Unpacking Fundamentals

Eventually I looked at the content installed with the editor. As it happens, there are two undocumented files inside the Contents/Resources folder in the installation - unity default resources and unity editor resources. If you’re using a Mac, you’ll need to right click on the Unity.app file for the version you’re using and pick Show Package Contents to be able to see them inside the folder. Both files are binary blobs but I’m not going to dwell on the format since they can be opened via AssetDatabase.LoadAllAssetsAtPath. It provides access to all the sub-assets when using the previous file path - Library/unity editor resources It works the same for Library/unity default resources, too.

If you want your own icons to be skin- or resolution-aware, you can provide alternate versions with the d_ prefix or @2x suffix as noted above. Any icons placed in the Assets/Unity Editor Resources/Icons folder will also be loadable with EditorGUIUtility.IconContent.

While you can use sub-assets from both parent assets in the editor, you will get a build error if you try to reference the Library/unity editor resources asset or its sub-assets in a built player since it won’t be included at build time. If you still want to use them at runtime, I’d recommend building a tool to copy individual sub-assets into your project rather than copying the whole asset.

Figure 3: The Resources window with all contents from 2019.4 shown.

Visualizing the Goal

In order to provide quicker access to this content across multiple projects, I threw together a simple UIElements-based Resources window to visualize the content inside both built in resource packs. Although the window is simple enough that IMGUI would also have worked, I chose the newer UIElements API to provide better performance given the sheer number of elements I’d need to manage - almost 5000. An IMGUI-based list using either TreeView or the undocumented ReorderableList would require a call per list element each frame no matter how many are on screen which would slow to a crawl the more complex the individual element UI becomes. On the other hand, the UIElements ListView only binds UI for elements that are visible.
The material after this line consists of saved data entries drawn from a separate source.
//! Route registration and dispatch.
//!
//! # Responsibilities
//! - Store (method, pattern, handler) registrations
//! - Reject conflicting patterns at registration time
//! - Build the axum router, one method router per pattern, in registration
//!   order
//! - Adapt handlers: build a `Context`, await the handler, assemble the
//!   response
//!
//! # Design Decisions
//! - Immutable once serving starts (the axum router is built from a snapshot)
//! - Handler errors become responses; nothing propagates to the server

use std::sync::Arc;

use axum::{
    body::Body,
    extract::{FromRequestParts, RawPathParams},
    http::{Method, Request},
    response::Response,
    routing::{on, MethodFilter},
};
use futures_util::future::BoxFuture;
use thiserror::Error;

use crate::error::GasError;
use crate::http::Context;
use crate::routing::pattern::Pattern;
use crate::templates::TemplateCache;

/// Future returned by a route handler.
pub type HandlerFuture<'a> = BoxFuture<'a, Result<(), GasError>>;

type BoxedHandler = Arc<dyn for<'a> Fn(&'a mut Context) -> HandlerFuture<'a> + Send + Sync>;

/// Errors raised while registering routes.
#[derive(Debug, Error)]
pub enum RouteError {
    #[error("invalid route path `{path}`: {reason}")]
    InvalidPath { path: String, reason: String },

    #[error("route {method} {path} conflicts with existing route {existing}")]
    Conflict {
        method: Method,
        path: String,
        existing: String,
    },

    #[error("method {0} cannot be routed")]
    UnsupportedMethod(Method),
}

struct Route {
    method: Method,
    filter: MethodFilter,
    pattern: Pattern,
    handler: BoxedHandler,
}

/// Registry of route handlers.
pub struct Router {
    routes: Vec<Route>,
    // Mirrors the matcher axum builds, so overlaps surface on registration.
    matcher: matchit::Router<()>,
    templates: Arc<TemplateCache>,
    body_limit: usize,
}

impl Router {
    /// Create an empty router whose contexts render through `templates`.
    pub fn new(templates: Arc<TemplateCache>, body_limit: usize) -> Self {
        Self {
            routes: Vec::new(),
            matcher: matchit::Router::new(),
            templates,
            body_limit,
        }
    }

    pub fn get<F>(&mut self, path: &str, handler: F) -> Result<&mut Self, RouteError>
    where
        F: for<'a> Fn(&'a mut Context) -> HandlerFuture<'a> + Send + Sync + 'static,
    {
        self.handle(Method::GET, path, handler)
    }

    pub fn post<F>(&mut self, path: &str, handler: F) -> Result<&mut Self, RouteError>
    where
        F: for<'a> Fn(&'a mut Context) -> HandlerFuture<'a> + Send + Sync + 'static,
    {
        self.handle(Method::POST, path, handler)
    }

    pub fn put<F>(&mut self, path: &str, handler: F) -> Result<&mut Self, RouteError>
    where
        F: for<'a> Fn(&'a mut Context) -> HandlerFuture<'a> + Send + Sync + 'static,
    {
        self.handle(Method::PUT, path, handler)
    }

    pub fn patch<F>(&mut self, path: &str, handler: F) -> Result<&mut Self, RouteError>
    where
        F: for<'a> Fn(&'a mut Context) -> HandlerFuture<'a> + Send + Sync + 'static,
    {
        self.handle(Method::PATCH, path, handler)
    }

    pub fn delete<F>(&mut self, path: &str, handler: F) -> Result<&mut Self, RouteError>
    where
        F: for<'a> Fn(&'a mut Context) -> HandlerFuture<'a> + Send + Sync + 'static,
    {
        self.handle(Method::DELETE, path, handler)
    }

    pub fn head<F>(&mut self, path: &str, handler: F) -> Result<&mut Self, RouteError>
    where
        F: for<'a> Fn(&'a mut Context) -> HandlerFuture<'a> + Send + Sync + 'static,
    {
        self.handle(Method::HEAD, path, handler)
    }

    pub fn options<F>(&mut self, path: &str, handler: F) -> Result<&mut Self, RouteError>
    where
        F: for<'a> Fn(&'a mut Context) -> HandlerFuture<'a> + Send + Sync + 'static,
    {
        self.handle(Method::OPTIONS, path, handler)
    }

    /// Register `handler` for `method` requests matching `path`.
    pub fn handle<F>(&mut self, method: Method, path: &str, handler: F) -> Result<&mut Self, RouteError>
    where
        F: for<'a> Fn(&'a mut Context) -> HandlerFuture<'a> + Send + Sync + 'static,
    {
        let filter = MethodFilter::try_from(method.clone())
            .map_err(|_| RouteError::UnsupportedMethod(method.clone()))?;
        let pattern = Pattern::parse(path)?;

        // Same shape is only allowed for another method with the exact same
        // parameter names.
        if let Some(existing) = self.routes.iter().find(|r| {
            r.pattern.shape() == pattern.shape()
                && (r.method == method || r.pattern.as_str() != pattern.as_str())
        }) {
            return Err(RouteError::Conflict {
                method,
                path: path.to_string(),
                existing: format!("{} {}", existing.method, existing.pattern.as_str()),
            });
        }

        // Other methods on an identical path share its matcher entry.
        if !self.routes.iter().any(|r| r.pattern.as_str() == pattern.as_str()) {
            self.matcher.insert(path, ()).map_err(|err| match err {
                matchit::InsertError::Conflict { with } => RouteError::Conflict {
                    method: method.clone(),
                    path: path.to_string(),
                    existing: self.describe(&with),
                },
                other => RouteError::InvalidPath {
                    path: path.to_string(),
                    reason: other.to_string(),
                },
            })?;
        }

        tracing::debug!(method = %method, path = %path, "Route registered");
        self.routes.push(Route {
            method,
            filter,
            pattern,
            handler: Arc::new(handler),
        });
        Ok(self)
    }

    fn describe(&self, path: &str) -> String {
        let methods: Vec<String> = self
            .routes
            .iter()
            .filter(|r| r.pattern.as_str() == path)
            .map(|r| r.method.to_string())
            .collect();
        if methods.is_empty() {
            path.to_string()
        } else {
            format!("{} {}", methods.join(","), path)
        }
    }

    /// Number of registered routes.
    pub fn len(&self) -> usize {
        self.routes.len()
    }

    pub fn is_empty(&self) -> bool {
        self.routes.is_empty()
    }

    /// Registered (method, pattern) pairs in registration order.
    pub fn routes(&self) -> impl Iterator<Item = (&Method, &str)> {
        self.routes.iter().map(|r| (&r.method, r.pattern.as_str()))
    }

    /// Build the axum router serving every registered route.
    ///
    /// Paths are added in registration order, the order the matcher
    /// accepted them in; axum merges methods registered on the same path.
    pub fn handler(&self) -> axum::Router {
        self.routes.iter().fold(axum::Router::new(), |router, route| {
            let handler = route.handler.clone();
            let templates = self.templates.clone();
            let body_limit = self.body_limit;
            let endpoint = move |request: Request<Body>| {
                dispatch(handler.clone(), templates.clone(), body_limit, request)
            };
            router.route(route.pattern.as_str(), on(route.filter, endpoint))
        })
    }
}

impl std::fmt::Debug for Router {
    fn fmt(&self, f: &mut std::fmt::Formatter<'_>) -> std::fmt::Result {
        f.debug_list()
            .entries(self.routes.iter().map(|r| format!("{} {}", r.method, r.pattern.as_str())))
            .finish()
    }
}

async fn dispatch(
    handler: BoxedHandler,
    templates: Arc<TemplateCache>,
    body_limit: usize,
    request: Request<Body>,
) -> Response {
    let (mut parts, body) = request.into_parts();
    let params = match RawPathParams::from_request_parts(&mut parts, &()).await {
        Ok(raw) => raw
            .iter()
            .map(|(name, value)| (name.to_string(), value.to_string()))
            .collect(),
        Err(_) => Vec::new(),
    };

    let mut ctx = Context::new(Request::from_parts(parts, body), params, templates, body_limit);
    let outcome = handler(&mut ctx).await;
    ctx.finish(outcome)
}

#[cfg(test)]
mod tests {
    use super::*;
    use axum::http::StatusCode;

    fn router() -> Router {
        Router::new(Arc::new(TemplateCache::new(".", true)), 1024)
    }

    fn ok(ctx: &mut Context) -> HandlerFuture<'_> {
        Box::pin(async move { ctx.string(StatusCode::OK, "ok") })
    }

    #[test]
    fn test_register_methods_on_same_path() {
        let mut router = router();
        router
            .get("/users/{id}", ok)
            .unwrap()
            .post("/users/{id}", ok)
            .unwrap()
            .delete("/users/{id}", ok)
            .unwrap();
        assert_eq!(router.len(), 3);

        let registered: Vec<_> = router.routes().map(|(m, p)| format!("{m} {p}")).collect();
        assert_eq!(
            registered,
            vec!["GET /users/{id}", "POST /users/{id}", "DELETE /users/{id}"]
        );
    }

    #[test]
    fn test_duplicate_route_conflicts() {
        let mut router = router();
        router.get("/", ok).unwrap();
        let err = router.get("/", ok).unwrap_err();
        assert!(matches!(err, RouteError::Conflict { .. }));
        assert_eq!(err.to_string(), "route GET / conflicts with existing route GET /");
    }

    #[test]
    fn test_same_shape_different_names_conflicts() {
        let mut router = router();
        router.get("/users/{id}", ok).unwrap();
        assert!(matches!(
            router.get("/users/{name}", ok),
            Err(RouteError::Conflict { .. })
        ));
        assert!(matches!(
            router.post("/users/{name}", ok),
            Err(RouteError::Conflict { .. })
        ));
        assert_eq!(router.len(), 1);
    }

    #[test]
    fn test_overlapping_param_and_catch_all_conflict() {
        let mut root = router();
        root.get("/{id}", ok).unwrap();
        let err = root.get("/{*rest}", ok).unwrap_err();
        assert!(matches!(err, RouteError::Conflict { .. }));
        assert!(err.to_string().starts_with("route GET /{*rest} conflicts"));
        assert_eq!(root.len(), 1);

        let mut files = router();
        files.get("/files/{*p}", ok).unwrap();
        assert!(matches!(
            files.get("/files/{id}/x", ok),
            Err(RouteError::Conflict { .. })
        ));
        assert!(matches!(
            files.post("/files/{id}/x", ok),
            Err(RouteError::Conflict { .. })
        ));
        assert_eq!(files.len(), 1);

        // Only accepted routes reach the axum router.
        let _ = root.handler();
        let _ = files.handler();
    }

    #[test]
    fn test_rejected_route_leaves_registry_usable() {
        let mut router = router();
        router.get("/{id}", ok).unwrap();
        assert!(router.get("/{*rest}", ok).is_err());
        router.post("/{id}", ok).unwrap();
        router.get("/static/app.js", ok).unwrap();
        assert_eq!(router.len(), 3);
        let _ = router.handler();
    }

    #[test]
    fn test_invalid_path_rejected() {
        let mut router = router();
        assert!(matches!(
            router.get("no-slash", ok),
            Err(RouteError::InvalidPath { .. })
        ));
        assert!(router.is_empty());
    }

    #[test]
    fn test_unsupported_method() {
        let mut router = router();
        let method = Method::from_bytes(b"PURGE").unwrap();
        assert!(matches!(
            router.handle(method, "/", ok),
            Err(RouteError::UnsupportedMethod(_))
        ));
    }
}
For each element in the list, the UI shows the texture itself (or the texture of the asset type), the name of the asset, the type of the asset, and the location of the asset. For efficiency I’m acquiring the set of assets once and then filtering a separate copy of the asset list based on a search field in the top left of the window. Since there are about a dozen different types of assets including textures, the search also contains a dropdown to filter the types shown in the list so you can easily limit the results to just textures. It supports a simple case insensitive search of the asset list, too. For simplicity I decided not to try and consolidate “duplicate” textures either, so you’ll see individual entries for each skin- or resolution-based variant.

Although a lot of Unity’s UIElements examples include heavy use of .uss stylesheet files to describe the element layout, I generally prefer to just specify everything in code to make it easier for other engineers to follow. It’s more pedantic but more discoverable, too.

Figure 4: The Resources window type filters.

Packaging It Up

If you want to add this window to your project, you’ll need to install it as a git-based package via Unity’s Package Manager window (Window->Package Manager) using the Source Code link at the bottom of this post. As a caveat, it does utilize reflection to call an internal EditorGUIUtility.LoadIcon method since IconContent always logs a warning when asked to load an icon that doesn’t exist, so this may not work in future versions of the editor if they change/rename that method. This was necessary to avoid warnings when trying to find icons for asset types that don’t have one. You can just use the normal EditorGUIUtility.IconContent method for accessing resources if this isn’t something you don’t care about that warning.

Once the package has been installed, you can open the Resources window using the Window->General->Resources menu.